If you plan to birth your baby in a hospital, then choosing a Baby Friendly accredited hospital means that you have a better chance of establishing breastfeeding successfully and going on to exclusively breastfeed your baby for a longer period of time.
Do you know what the Baby Friendly Hospital Initiative is?
The Baby Friendly Hospital Initiative (BFHI) was developed in response to several international declarations in 1990, which called for the promotion, protection and support of breastfeeding worldwide.
UNICEF and the World Health Organization (WHO) recognised that hospitals and maternity facilities are extremely influential in the process by initiating such practices as rooming-in (having your baby with you in your room), eliminating non-medically-indicated artificial feeding and providing a new mother with much-needed support by informed health care workers.
Accredited Baby Friendly hospitals must comply with the ‘Ten Steps to Successful Breastfeeding’ established by WHO and UNICEF.
- Step 1: Have a written breastfeeding policy that is routinely communicated to all health care staff.
- Step 2: Train all health care staff in skills necessary to implement this policy.
- Step 3: Inform all pregnant women about the benefits and management of breastfeeding.
- Step 4: Help mothers initiate breastfeeding within a half-hour of birth.
- Step 5: Show mothers how to breastfeed, and how to maintain lactation, even if they should be separated from their infants.
- Step 6: Give newborn infants of breastfeeding mothers no food or drink other than breastmilk, unless medically indicated.
- Step 7: Practice rooming-in – allow mothers and infants to remain together – 24 hours a day.
- Step 8: Encourage breastfeeding on demand.
- Step 9: Give no artificial teats or dummies to breastfeeding infants.
- Step 10: Foster the establishment of breastfeeding support groups and refer mothers to them on discharge from the hospital.
Through compliance with the Ten Steps, hospitals give women the best chance of successfully establishing breastfeeding. Worldwide, the duration of exclusive breastfeeding has been found to increase in babies following the implementation of the Ten Steps in hospitals.
As would be expected, babies born in hospitals that implement the Ten Steps have been found to have a lower risk of gastrointestinal tract infections and eczemas.
Step 10 is where the Australian Breastfeeding Association comes in. Baby Friendly hospitals in Australia usually have good links with local ABA groups and give ABA literature to women as they leave the hospital. In this way, a woman can continue to be well supported in her breastfeeding for the following months and years.

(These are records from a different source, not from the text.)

//
// construction and accessors
//
impl Model {
    ///
    /// Model with the start and the background state only.
    /// The background emits uniformly.
    ///
    pub fn new() -> Self {
        let mut transition = Array2::zeros((2, 2));
        transition[[START_STATE, BG_STATE]] = 1.0;
        transition[[BG_STATE, BG_STATE]] = 1.0;
        let mut emission = Array2::zeros((2, N_EMISSIONS));
        emission.row_mut(BG_STATE).fill(1.0 / N_EMISSIONS as f64);
        let mut model = Model {
            groups: vec![
                Group::special(GroupKind::Special, "start", START_STATE),
                Group::special(GroupKind::Background, "background", BG_STATE),
            ],
            group_ids: vec![0, 1],
            transition,
            emission,
            pred: Vec::new(),
            succ: Vec::new(),
            class_params: BTreeMap::new(),
        };
        model.finalize();
        model
    }
    ///
    /// Assemble a model from its parts, checking the layout of the groups
    /// (`check_group`) and that they cover every state once
    ///
    pub fn from_parts(
        groups: Vec<Group>,
        transition: Matrix,
        emission: Matrix,
        class_params: BTreeMap<(String, String), ClassParams>,
    ) -> Result<Self> {
        let n = transition.nrows();
        if transition.ncols() != n || emission.nrows() != n || emission.ncols() != N_EMISSIONS {
            return Err(Error::Config(format!(
                "inconsistent matrix shapes: transition {:?} emission {:?}",
                transition.dim(),
                emission.dim()
            )));
        }
        if groups.len() < 2 {
            return Err(Error::Config(
                "a model needs the start and the background group".to_string(),
            ));
        }
        for (g, group) in groups.iter().enumerate() {
            check_group(g, group).map_err(Error::Config)?;
        }
        let mut group_ids = vec![usize::MAX; n];
        for (g, group) in groups.iter().enumerate() {
            for &state in group.states.iter() {
                if state >= n || group_ids[state] != usize::MAX {
                    return Err(Error::Config(format!(
                        "state {} of group {} is out of range or shared",
                        state, group.name
                    )));
                }
                group_ids[state] = g;
            }
        }
        if group_ids.iter().any(|&g| g == usize::MAX) {
            return Err(Error::Config("a state belongs to no group".to_string()));
        }
        let mut model = Model {
            groups,
            group_ids,
            transition,
            emission,
            pred: Vec::new(),
            succ: Vec::new(),
            class_params,
        };
        model.finalize();
        Ok(model)
    }
    pub fn n_states(&self) -> usize {
        self.transition.nrows()
    }
    pub fn n_groups(&self) -> usize {
        self.groups.len()
    }
    pub fn groups(&self) -> &[Group] {
        &self.groups
    }
    pub fn group(&self, index: usize) -> &Group {
        &self.groups[index]
    }
    pub fn group_id(&self, state: usize) -> usize {
        self.group_ids[state]
    }
    pub fn transition(&self) -> &Matrix {
        &self.transition
    }
    pub fn emission(&self) -> &Matrix {
        &self.emission
    }
    ///
    /// states `i` with `T[i][j] > 0`
    ///
    pub fn pred(&self, j: usize) -> &[usize] {
        &self.pred[j]
    }
    ///
    /// states `j` with `T[i][j] > 0`
    ///
    pub fn succ(&self, i: usize) -> &[usize] {
        &self.succ[i]
    }
    pub fn class_params(&self, contrast: &str, motif: &str) -> Option<&ClassParams> {
        self.class_params
            .get(&(contrast.to_string(), motif.to_string()))
    }
    pub fn set_class_params(&mut self, contrast: &str, motif: &str, params: ClassParams) {
        self.class_params
            .insert((contrast.to_string(), motif.to_string()), params);
    }
    pub fn all_class_params(&self) -> &BTreeMap<(String, String), ClassParams> {
        &self.class_params
    }
    pub fn find_group(&self, name: &str) -> Option<usize> {
        self.groups.iter().position(|g| g.name == name)
    }
    ///
    /// indices of the motif groups
    ///
    pub fn motif_groups(&self) -> Vec<usize> {
        (0..self.groups.len())
            .filter(|&g| self.groups[g].is_motif())
            .collect()
    }
    pub fn is_emitting(&self, state: usize) -> bool {
        state != START_STATE
    }
    ///
    /// Emission probability of a (possibly degenerate) symbol.
    /// The start state is non-emitting and treated as `E = 1`.
    ///
    #[inline]
    pub fn emit(&self, state: usize, symbol: Symbol) -> f64 {
        if state == START_STATE {
            1.0
        } else if is_nucleotide(symbol) {
            self.emission[[state, symbol as usize]]
        } else {
            support(symbol).map(|k| self.emission[[state, k]]).sum()
        }
    }
    ///
    /// Refresh predecessor/successor caches after the transition matrix changed
    ///
    pub fn finalize(&mut self) {
        let n = self.n_states();
        self.pred = vec![Vec::new(); n];
        self.succ = vec![Vec::new(); n];
        for i in 0..n {
            for j in 0..n {
                if self.transition[[i, j]] > 0.0 {
                    self.succ[i].push(j);
                    self.pred[j].push(i);
                }
            }
        }
    }
    ///
    /// Row-stochasticity of T and of E for emitting states.
    /// Zero rows are accepted as unreachable-state sentinels.
    ///
    pub fn check_consistency(&self, eps: f64) -> bool {
        let mut ok = true;
        if !is_row_stochastic(&self.transition, eps, true) {
            warn!("transition matrix is not row-stochastic");
            ok = false;
        }
        for state in 0..self.n_states() {
            if self.is_emitting(state) && !is_distribution(self.emission.row(state), eps, true) {
                warn!("emission of state {} is not a distribution", state);
                ok = false;
            }
        }
        for (g, group) in self.groups.iter().enumerate() {
            if group.states.iter().any(|&s| self.group_ids[s] != g) {
                warn!("group {} disagrees with the group index", group.name);
                ok = false;
            }
        }
        ok
    }
}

Who benefits from Baby Friendly Hospitals?
The woman and her child
- Consistent care, information and advice. Staff in maternity and paediatric units have a written policy that they understand and follow.
- Early bonding between mother and baby. Skin-to-skin physical contact immediately after birth in peace, without any unnecessary disturbance, allows psychological and hormonal adaptation as well as colonisation of the infant’s skin with the normal skin flora of the mother.
- Consistent and skilled help with breastfeeding. Staff members are required to be able to support women who wish to breastfeed.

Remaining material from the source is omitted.